Finishing on this turns out to be fairly simple as well. If you're into trying to eliminate spirals and grains, you'd better address that during construction, because some of the nooks and crannies will be darned near impossible to sand once assembled. I went with a simple finish of two coats of white primer, sanding lightly after each coat, followed by two coats of gloss white. I hand painted the aft rings red.


The Semroc kit includes nice waterslide decals, including for some reason and extra stripe decal for one of the long body tubes.The only slightly tricky part of decal application turned out to be the stripe and window decal running from the forward body tube and up onto the nose cone. I applied the decal, then after it had dried overnight I took a fresh/sharp blade along the cone/tube seam to slice the decal. I then applied a coat of Microscale decal setting solution to make sure the edges of the decal stayed on.

Construction Score: 5


I loaded up a C6-5 for the first flight. With the ducted ejection, you really don't need wadding but I slipped in a bit of dog barf as insurance. Winds were light at ground level (5 mph) but picking up sharply above the nearby tree line, making for some interesting flights all day. The Trident, though, shot up straight as an arrow, only a couple rotations marring an otherwise perfect ascent. Deployment was just past apogee.

I went for a second flight right away, another C6-5. This one was a bit more wobbly when it hit the upper air currents, but was a fine flight as well.

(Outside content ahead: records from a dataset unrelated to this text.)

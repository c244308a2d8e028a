//! Page image encoding and publication.
//!
//! Rendered pages arrive as `DynamicImage`s in whatever pixel layout the
//! rasteriser produced (usually BGRA converted to RGBA). They are first
//! converted to the configured colour model and then encoded in memory.
//!
//! ## Why convert before encoding?
//!
//! Not every encoder accepts every layout: JPEG has no alpha channel and the
//! WebP encoder only takes 8-bit RGB(A)/luma. Reducing to 8-bit RGB or
//! luma first means every configured format can encode every page.
//!
//! ## Why encode to memory first?
//!
//! The target file is only created once the bytes are ready, so an encoder
//! failure never leaves an empty or truncated file that a later run would
//! mistake for finished output and skip.

use crate::error::ConvertError;
use crate::settings::{ColorMode, ImageFormat};
use image::DynamicImage;
use std::fs::OpenOptions;
use std::io::{Cursor, Write};
use std::path::Path;
use tracing::debug;

/// Convert `img` to the pixel layout written for `mode`.
pub fn apply_color_mode(img: &DynamicImage, mode: ColorMode) -> DynamicImage {
    match mode {
        ColorMode::Rgb => DynamicImage::ImageRgb8(img.to_rgb8()),
        ColorMode::Grayscale => DynamicImage::ImageLuma8(img.to_luma8()),
    }
}

/// Encode a rendered page; `target` is used for errors only.
pub fn encode_page(
    img: &DynamicImage,
    mode: ColorMode,
    format: ImageFormat,
    target: &Path,
) -> Result<Vec<u8>, ConvertError> {
    let converted = apply_color_mode(img, mode);
    let mut buf = Vec::new();
    converted
        .write_to(&mut Cursor::new(&mut buf), format.encoder_format())
        .map_err(|source| ConvertError::ImageEncode {
            path: target.to_path_buf(),
            source,
        })?;
    debug!(
        "Encoded {}x{} {} page → {} bytes",
        converted.width(),
        converted.height(),
        format,
        buf.len()
    );
    Ok(buf)
}

/// Write `bytes` to `path`.
///
/// Without `overwrite` the file is opened with create-new semantics: a file
/// that appeared since the caller's existence check is reported as
/// [`ConvertError::TargetExists`] and left untouched.
pub fn write_output(path: &Path, bytes: &[u8], overwrite: bool) -> Result<(), ConvertError> {
    let mut options = OpenOptions::new();
    options.write(true);
    if overwrite {
        options.create(true).truncate(true);
    } else {
        options.create_new(true);
    }
    let mut file = options.open(path).map_err(|e| ConvertError::io(path, e))?;
    file.write_all(bytes).map_err(|e| ConvertError::io(path, e))?;
    file.flush().map_err(|e| ConvertError::io(path, e))
}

The Trident comes with a fairly generous 16" plastic parachute. Semroc's larger chutes, in particular, are built rugged with high tack adhesive pieces and a Kevlar reinforcement under each anchor. This is a chute that will hold up well. It also holds the model up well, resulting in a gentle descent. In my case, I could probably have benefited from a smaller chute, as this drifted a couple hundred yards, and once on the ground the chute occasionally puffed back up, dragging it even further away. Still, other than one small scrape of a decal, the rocket survived fine.

One thing that does tend to be a nuisance with the ducted ejection is the accumulation of particles in the inside tubes. After each flight, I recommend a good shaking to get as much of this out as possible. 

Flight Rating: 5


This is just a great kit. Fantastic looks, flies great, and much easier to build than the original. Semroc's really got a winner here!